Incertidumbre. Tiempos confusos. Aunque formalmente el conflicto en Oriente Medio empezó en febrero de este año, el año pasado ya tuvimos una escalada de la llamada “guerra de las centrales nucleares”. Contrariamente a lo que cabría esperar, y a pesar de todo, la inflación, aunque persistente, sigue siendo moderada. El mercado de futuros de los productos energéticos continúa apostando por una resolución rápida del conflicto, lo cual parece ir en contra de la lógica si atendemos a la realidad actual y a sus posibles efectos futuros. Por todo ello, nos ha parecido interesante esta reflexión que realizamos con la economista especializada en estos temas, Ana García Molina, presidenta de la Comisión de Economía y Sostenibilidad del Colegio de Economistas de Catalunya.

Ana García Molina conversa con nuestro socio Valentí Pich sobre la actual situación geopolítica mundial y su impacto en el sector energético. Según explica, se trata de efectos fundamentalmente indirectos —a diferencia de los derivados de la crisis del gas ruso—, ya que se trasladan a través de los precios en los mercados globales de la energía y afectan de forma desigual a los países europeos en función de su dependencia del petróleo.

En el caso de España, la diversificación de proveedores contribuye a mitigar los efectos negativos. A nivel global, sin embargo, la incertidumbre provoca que las previsiones económicas de cara a final de año estén en constante revisión. La volatilidad de los precios de los bienes básicos, el papel de las energías renovables como elemento de mitigación, las medidas adoptadas por las administraciones y la evolución del conflicto en el estrecho de Ormuz —con mayor impacto en Asia— son otros de los aspectos clave abordados en la conversación.
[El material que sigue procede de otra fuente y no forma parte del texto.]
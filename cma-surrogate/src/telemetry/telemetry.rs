#[cfg(test)]
#[path = "../../tests/unit/telemetry/telemetry_test.rs"]
mod telemetry_test;

use super::{GenerationRecord, RunConstants, StatisticsSink};
use crate::utils::*;

/// Encapsulates different measurements regarding algorithm evaluation.
pub struct TelemetryMetrics {
    /// Algorithm duration in seconds.
    pub duration: usize,
    /// Total amount of generations.
    pub generations: usize,
    /// Speed: generations per second.
    pub speed: Float,
    /// Tracked generation records, oldest first.
    pub evolution: Vec<GenerationRecord>,
}

/// Specifies a telemetry mode.
#[derive(Clone)]
pub enum TelemetryMode {
    /// No telemetry at all.
    None,
    /// Only logging.
    OnlyLogging {
        /// A logger type.
        logger: InfoLogger,
        /// Specifies how often best fitness is logged.
        log_best: usize,
        /// Specifies how often distribution and classifier statistics are logged.
        log_statistics: usize,
    },
    /// Only metrics collection.
    OnlyMetrics {
        /// Specifies how often generation record is tracked.
        track_generation: usize,
        /// Specifies how many latest tracked records are kept.
        max_tracked: usize,
    },
    /// Both logging and metrics collection.
    All {
        /// A logger type.
        logger: InfoLogger,
        /// Specifies how often best fitness is logged.
        log_best: usize,
        /// Specifies how often distribution and classifier statistics are logged.
        log_statistics: usize,
        /// Specifies how often generation record is tracked.
        track_generation: usize,
        /// Specifies how many latest tracked records are kept.
        max_tracked: usize,
    },
}

/// Provides way to collect metrics, push records to sinks and write information into log.
pub struct Telemetry {
    time: Timer,
    mode: TelemetryMode,
    generations: usize,
    evolution: SlidingWindow<GenerationRecord>,
    sinks: Vec<Box<dyn StatisticsSink>>,
}

impl Telemetry {
    /// Creates a new instance of `Telemetry`.
    pub fn new(mode: TelemetryMode) -> Self {
        let max_tracked = match &mode {
            TelemetryMode::OnlyMetrics { max_tracked, .. } | TelemetryMode::All { max_tracked, .. } => *max_tracked,
            _ => 0,
        };

        Self { time: Timer::start(), mode, generations: 0, evolution: SlidingWindow::new(max_tracked), sinks: vec![] }
    }

    /// Adds a statistics sink.
    pub fn with_sink(mut self, sink: Box<dyn StatisticsSink>) -> Self {
        self.sinks.push(sink);
        self
    }

    /// Reports run constants.
    pub fn on_start(&mut self, constants: &RunConstants) -> GenericResult<()> {
        self.time = Timer::start();

        self.log(
            format!(
                "[{}s] started {} with mu={}, lambda={}, dimension={}",
                self.time.elapsed_secs(),
                constants.strategy,
                constants.mu,
                constants.lambda,
                constants.initial_xmean.len()
            )
            .as_str(),
        );

        self.sinks.iter_mut().try_for_each(|sink| sink.on_constants(constants))
    }

    /// Reports generation statistics.
    pub fn on_generation(
        &mut self,
        record: &GenerationRecord,
        termination_estimate: Float,
        generation_time: Timer,
    ) -> GenericResult<()> {
        self.generations = record.generation;
        self.sinks.iter_mut().try_for_each(|sink| sink.on_generation(record))?;

        let (log_best, log_statistics, track_generation) = match &self.mode {
            TelemetryMode::None => return Ok(()),
            TelemetryMode::OnlyLogging { log_best, log_statistics, .. } => {
                (Some(*log_best), Some(*log_statistics), None)
            }
            TelemetryMode::OnlyMetrics { track_generation, .. } => (None, None, Some(*track_generation)),
            TelemetryMode::All { log_best, log_statistics, track_generation, .. } => {
                (Some(*log_best), Some(*log_statistics), Some(*track_generation))
            }
        };

        let generation = record.generation;
        let is_hit = |frequency: Option<usize>| frequency.is_some_and(|frequency| generation % frequency.max(1) == 0);

        if is_hit(log_best) {
            self.log(
                format!(
                    "[{}s] generation {} took {}ms, best fitness: {:.6e}, progress: {:.0}%",
                    self.time.elapsed_secs(),
                    generation,
                    generation_time.elapsed_millis(),
                    record.best_fitness,
                    termination_estimate * 100.
                )
                .as_str(),
            );
        }

        if is_hit(log_statistics) {
            self.log_statistics(record);
        }

        if is_hit(track_generation) {
            self.evolution.push(record.clone());
        }

        Ok(())
    }

    /// Reports final statistic.
    pub fn on_result(&mut self, best: Option<(&Point, Float)>) {
        let elapsed = self.time.elapsed_secs();
        let speed = self.speed();

        self.log(format!("[{elapsed}s] total generations: {}, speed: {speed:.2} gen/sec", self.generations).as_str());
        match best {
            Some((point, fitness)) => {
                self.log(format!("\tbest fitness: {fitness:.6e} at ({})", format_point(point)).as_str())
            }
            None => self.log("no solutions found"),
        }
    }

    /// Gets metrics.
    pub fn take_metrics(self) -> Option<TelemetryMetrics> {
        match &self.mode {
            TelemetryMode::OnlyMetrics { .. } | TelemetryMode::All { .. } => Some(TelemetryMetrics {
                duration: self.time.elapsed_secs() as usize,
                generations: self.generations,
                speed: self.speed(),
                evolution: self.evolution.iter().cloned().collect(),
            }),
            _ => None,
        }
    }

    /// Writes log message.
    pub fn log(&self, message: &str) {
        match &self.mode {
            TelemetryMode::OnlyLogging { logger, .. } => (logger)(message),
            TelemetryMode::All { logger, .. } => (logger)(message),
            _ => {}
        }
    }

    fn log_statistics(&self, record: &GenerationRecord) {
        self.log(
            format!(
                "\tsigma: {:.3e}, axis ratio: {:.3}, infeasible: {}, repaired: {}, surrogate: {}",
                record.sigma,
                axis_ratio(&record.scaling),
                record.infeasible,
                record.repaired,
                record.surrogate_evaluated
            )
            .as_str(),
        );

        if let Some(matrix) = record.confusion_matrix.as_ref() {
            let mcc = matrix.mcc().map_or("n/a".to_string(), |mcc| format!("{mcc:.3}"));
            self.log(
                format!(
                    "\tclassifier: tp={}, fp={}, tn={}, fn={}, ppa: {:.3}, npa: {:.3}, mcc: {mcc}",
                    matrix.tp,
                    matrix.fp,
                    matrix.tn,
                    matrix.fn_,
                    matrix.positive_prediction_accuracy(),
                    matrix.negative_prediction_accuracy(),
                )
                .as_str(),
            );
        }
    }

    fn speed(&self) -> Float {
        let elapsed = self.time.elapsed_secs_as_float();
        if elapsed > 0. { self.generations as Float / elapsed } else { 0. }
    }
}

fn axis_ratio(scaling: &[Float]) -> Float {
    let (min, max) = scaling.iter().fold((Float::MAX, Float::MIN), |(min, max), &d| (min.min(d), max.max(d)));
    if min > 0. { max / min } else { Float::INFINITY }
}

fn format_point(point: &Point) -> String {
    point.iter().map(|value| format!("{value:.6}")).collect::<Vec<_>>().join(", ")
}
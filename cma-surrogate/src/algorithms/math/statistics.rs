#[cfg(test)]
#[path = "../../../tests/unit/algorithms/math/statistics_test.rs"]
mod statistics_test;

use crate::utils::Float;

/// Gets mean of values using given iterator.
pub fn get_mean_iter<Iter>(values: Iter) -> Float
where
    Iter: Iterator<Item = Float>,
{
    let (sum, count) = values.fold((0., 0), |(sum, count), item| (sum + item, count + 1));

    if count == 0 { 0. } else { sum / count as Float }
}
#[cfg(test)]
#[path = "../../tests/unit/termination/convergence_test.rs"]
mod convergence_test;

use super::*;

/// Stops when best fitness of two consecutive generations differs less than given distance.
pub struct Convergence {
    distance: Float,
    last_best: Option<Float>,
}

impl Convergence {
    /// Creates a new instance of `Convergence`.
    pub fn new(distance: Float) -> Self {
        Self { distance, last_best: None }
    }
}

impl Termination for Convergence {
    fn is_termination(&mut self, _: usize, best_fitness: Float) -> bool {
        match self.last_best.replace(best_fitness) {
            Some(last_best) => (last_best - best_fitness).abs() < self.distance,
            None => false,
        }
    }

    fn estimate(&self, _: usize, _: Float) -> Float {
        0.
    }
}
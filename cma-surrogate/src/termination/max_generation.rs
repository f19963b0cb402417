#[cfg(test)]
#[path = "../../tests/unit/termination/max_generation_test.rs"]
mod max_generation_test;

use super::*;

/// A termination criteria which is in terminated state when maximum amount of generations is exceeded.
pub struct MaxGeneration {
    limit: usize,
}

impl MaxGeneration {
    /// Creates a new instance of `MaxGeneration`.
    pub fn new(limit: usize) -> Self {
        Self { limit }
    }
}

impl Termination for MaxGeneration {
    fn is_termination(&mut self, generation: usize, _: Float) -> bool {
        generation >= self.limit
    }

    fn estimate(&self, generation: usize, _: Float) -> Float {
        if self.limit == 0 { 1. } else { (generation as Float / self.limit as Float).min(1.) }
    }
}

use crate::engine::CmaEs;
use crate::utils::{DefaultRandom, Float, Point, Random};
use std::sync::Arc;

pub fn create_test_random() -> Arc<dyn Random> {
    Arc::new(DefaultRandom::new_repeatable(42))
}

pub fn create_test_engine(mu: usize, lambda: usize, xmean: &[Float], sigma: Float) -> CmaEs {
    CmaEs::new(mu, lambda, Point::from_row_slice(xmean), sigma, create_test_random()).expect("cannot create engine")
}
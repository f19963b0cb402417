#[cfg(test)]
#[path = "../../tests/unit/utils/error_test.rs"]
mod error_test;

/// A basic error type which, essentially, a wrapper on String type.
#[derive(Clone, Debug)]
pub struct GenericError(String);

/// A type alias for result type with `GenericError`.
pub type GenericResult<T> = Result<T, GenericError>;

impl GenericError {
    /// Joins many errors with separator
    pub fn join_many(errs: &[GenericError], separator: &str) -> String {
        errs.iter().map(|err| err.0.clone()).collect::<Vec<_>>().join(separator)
    }
}

impl std::fmt::Display for GenericError {
    fn fmt(&self, f: &mut std::fmt::Formatter<'_>) -> std::fmt::Result {
        write!(f, "{}", self.0)
    }
}

impl std::error::Error for GenericError {}

impl From<String> for GenericError {
    fn from(msg: String) -> Self {
        Self(msg)
    }
}

impl<'a> From<&'a str> for GenericError {
    fn from(value: &'a str) -> Self {
        Self(value.to_string())
    }
}

impl From<std::io::Error> for GenericError {
    fn from(value: std::io::Error) -> Self {
        Self(value.to_string())
    }
}

impl From<serde_json::Error> for GenericError {
    fn from(value: serde_json::Error) -> Self {
        Self(value.to_string())
    }
}

impl From<OptimizationError> for GenericError {
    fn from(value: OptimizationError) -> Self {
        Self(value.to_string())
    }
}

/// Errors which can happen while the optimization is running.
///
/// A disagreement between the classifier and the true feasibility oracle is not an error: it is
/// recorded in the confusion matrix of the generation.
#[derive(Clone, Debug, PartialEq)]
pub enum OptimizationError {
    /// The covariance matrix lost positive definiteness, its eigendecomposition failed or the
    /// step size became degenerate. The run cannot continue.
    NumericalInstability(String),

    /// No feasible point was found within the allowed amount of sampling attempts.
    ResamplingExhausted {
        /// Amount of sampled points within the generation.
        attempts: usize,
    },

    /// A ratio metric cannot be computed because its denominator is zero.
    DegenerateRatio(&'static str),

    /// The ask/tell protocol was used incorrectly: calls out of order, missing evaluation data
    /// or dimension mismatch.
    ContractViolation(String),
}

/// A type alias for result type with `OptimizationError`.
pub type OptimizationResult<T> = Result<T, OptimizationError>;

impl std::fmt::Display for OptimizationError {
    fn fmt(&self, f: &mut std::fmt::Formatter<'_>) -> std::fmt::Result {
        match self {
            OptimizationError::NumericalInstability(reason) => write!(f, "numerical instability: {reason}"),
            OptimizationError::ResamplingExhausted { attempts } => {
                write!(f, "cannot sample enough feasible solutions after {attempts} attempts")
            }
            OptimizationError::DegenerateRatio(metric) => write!(f, "degenerate ratio: {metric} is undefined"),
            OptimizationError::ContractViolation(reason) => write!(f, "contract violation: {reason}"),
        }
    }
}

impl std::error::Error for OptimizationError {}
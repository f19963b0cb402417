//! The CMA-ES core: strategy constants, search distribution and the engine which samples and
//! adapts it once per generation.

mod candidate;
pub use self::candidate::Candidate;

mod constants;
pub use self::constants::StrategyConstants;

mod distribution;
pub use self::distribution::{EvolutionPath, SearchDistribution};

mod cmaes;
pub use self::cmaes::{CmaEs, SampleBatch, DEFAULT_MAX_ATTEMPTS};
//! This module contains some statistic related functionality.

mod statistics;
pub use self::statistics::*;
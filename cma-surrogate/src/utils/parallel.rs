#[cfg(test)]
#[path = "../../tests/unit/utils/parallel_test.rs"]
mod parallel_test;

pub use self::actual::parallel_collect;

/// Maps collection and collects results either in parallel or sequentially depending on the flag.
pub fn maybe_parallel_collect<T, F, R>(source: &[T], is_parallel: bool, map_op: F) -> Vec<R>
where
    T: Send + Sync,
    F: Fn(&T) -> R + Sync + Send,
    R: Send,
{
    if is_parallel { parallel_collect(source, map_op) } else { source.iter().map(map_op).collect() }
}

#[cfg(not(target_arch = "wasm32"))]
mod actual {
    use rayon::prelude::*;

    /// Maps collection and collects results into vector in parallel.
    pub fn parallel_collect<T, F, R>(source: &[T], map_op: F) -> Vec<R>
    where
        T: Send + Sync,
        F: Fn(&T) -> R + Sync + Send,
        R: Send,
    {
        source.par_iter().map(map_op).collect()
    }
}

#[cfg(target_arch = "wasm32")]
mod actual {
    /// Map collections and collects results into vector synchronously.
    pub fn parallel_collect<T, F, R>(source: &[T], map_op: F) -> Vec<R>
    where
        T: Send + Sync,
        F: Fn(&T) -> R + Sync + Send,
        R: Send,
    {
        source.iter().map(map_op).collect()
    }
}
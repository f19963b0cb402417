use super::*;

parameterized_test! {can_compare_floats, (a, b, expected), {
    assert_eq!(compare_floats(a, b), expected);
}}

can_compare_floats! {
    case01_less: (1., 2., Ordering::Less),
    case02_greater: (2., 1., Ordering::Greater),
    case03_equal: (1., 1., Ordering::Equal),
    case04_nan_greatest: (Float::NAN, 1., Ordering::Greater),
    case05_nan_greatest: (1., Float::NAN, Ordering::Less),
    case06_nans: (Float::NAN, Float::NAN, Ordering::Equal),
}

#[test]
fn can_rank_by_fitness_keeping_order_of_ties() {
    let mut items = vec![("a", 3.), ("b", 1.), ("c", 2.), ("d", 1.)];

    rank_by_fitness(items.as_mut_slice(), |(_, fitness)| *fitness);

    assert_eq!(items.iter().map(|(name, _)| *name).collect::<Vec<_>>(), vec!["b", "d", "c", "a"]);
}
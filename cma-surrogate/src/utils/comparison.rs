#[cfg(test)]
#[path = "../../tests/unit/utils/comparison_test.rs"]
mod comparison_test;

use crate::utils::Float;
use std::cmp::{Ordering, PartialOrd};

macro_rules! compare_float_types {
    ($fn_name_: ident, $type_: ty) => {
        /// Compares floating point numbers. NaN is considered as the greatest value.
        #[inline]
        pub fn $fn_name_(a: $type_, b: $type_) -> Ordering {
            match a.partial_cmp(&b) {
                Some(ordering) => ordering,
                None => match (a.is_nan(), b.is_nan()) {
                    (true, false) => Ordering::Greater,
                    (false, true) => Ordering::Less,
                    _ => Ordering::Equal,
                },
            }
        }
    };
}

compare_float_types! { compare_floats, Float}
compare_float_types! { compare_floats_refs, &Float}

/// Sorts items by fitness in ascending order (best first). The sort is stable, so items with
/// equal fitness keep the order in which they were selected.
pub fn rank_by_fitness<T, F>(items: &mut [T], fitness_fn: F)
where
    F: Fn(&T) -> Float,
{
    items.sort_by(|a, b| compare_floats(fitness_fn(a), fitness_fn(b)));
}
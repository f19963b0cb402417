//! Classification quality metrics of the feasibility classifier.

mod confusion_matrix;
pub use self::confusion_matrix::ConfusionMatrix;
“El conflicto de Ormuz ha provocado una ruptura en las cadenas de suministro de muchas empresas. Volver a la estabilidad costará”

Asimismo, la experta destaca las iniciativas impulsadas a nivel europeo como bloque energético, pese a la diversidad de intereses entre los distintos países: el refuerzo de la reindustrialización y la competitividad, la apuesta por una mayor soberanía energética, la coordinación en materia de reservas y distribución, la colaboración público-privada —esencial ante la limitación de recursos públicos— y la protección de la industria y de los hogares más vulnerables frente a la volatilidad.

En todo caso, advierte que, incluso si se anunciara una resolución inmediata del conflicto, la normalización no sería rápida. La disrupción provocada en las cadenas de suministro y la necesidad de reconstruir infraestructuras harán que la vuelta a la estabilidad requiera tiempo.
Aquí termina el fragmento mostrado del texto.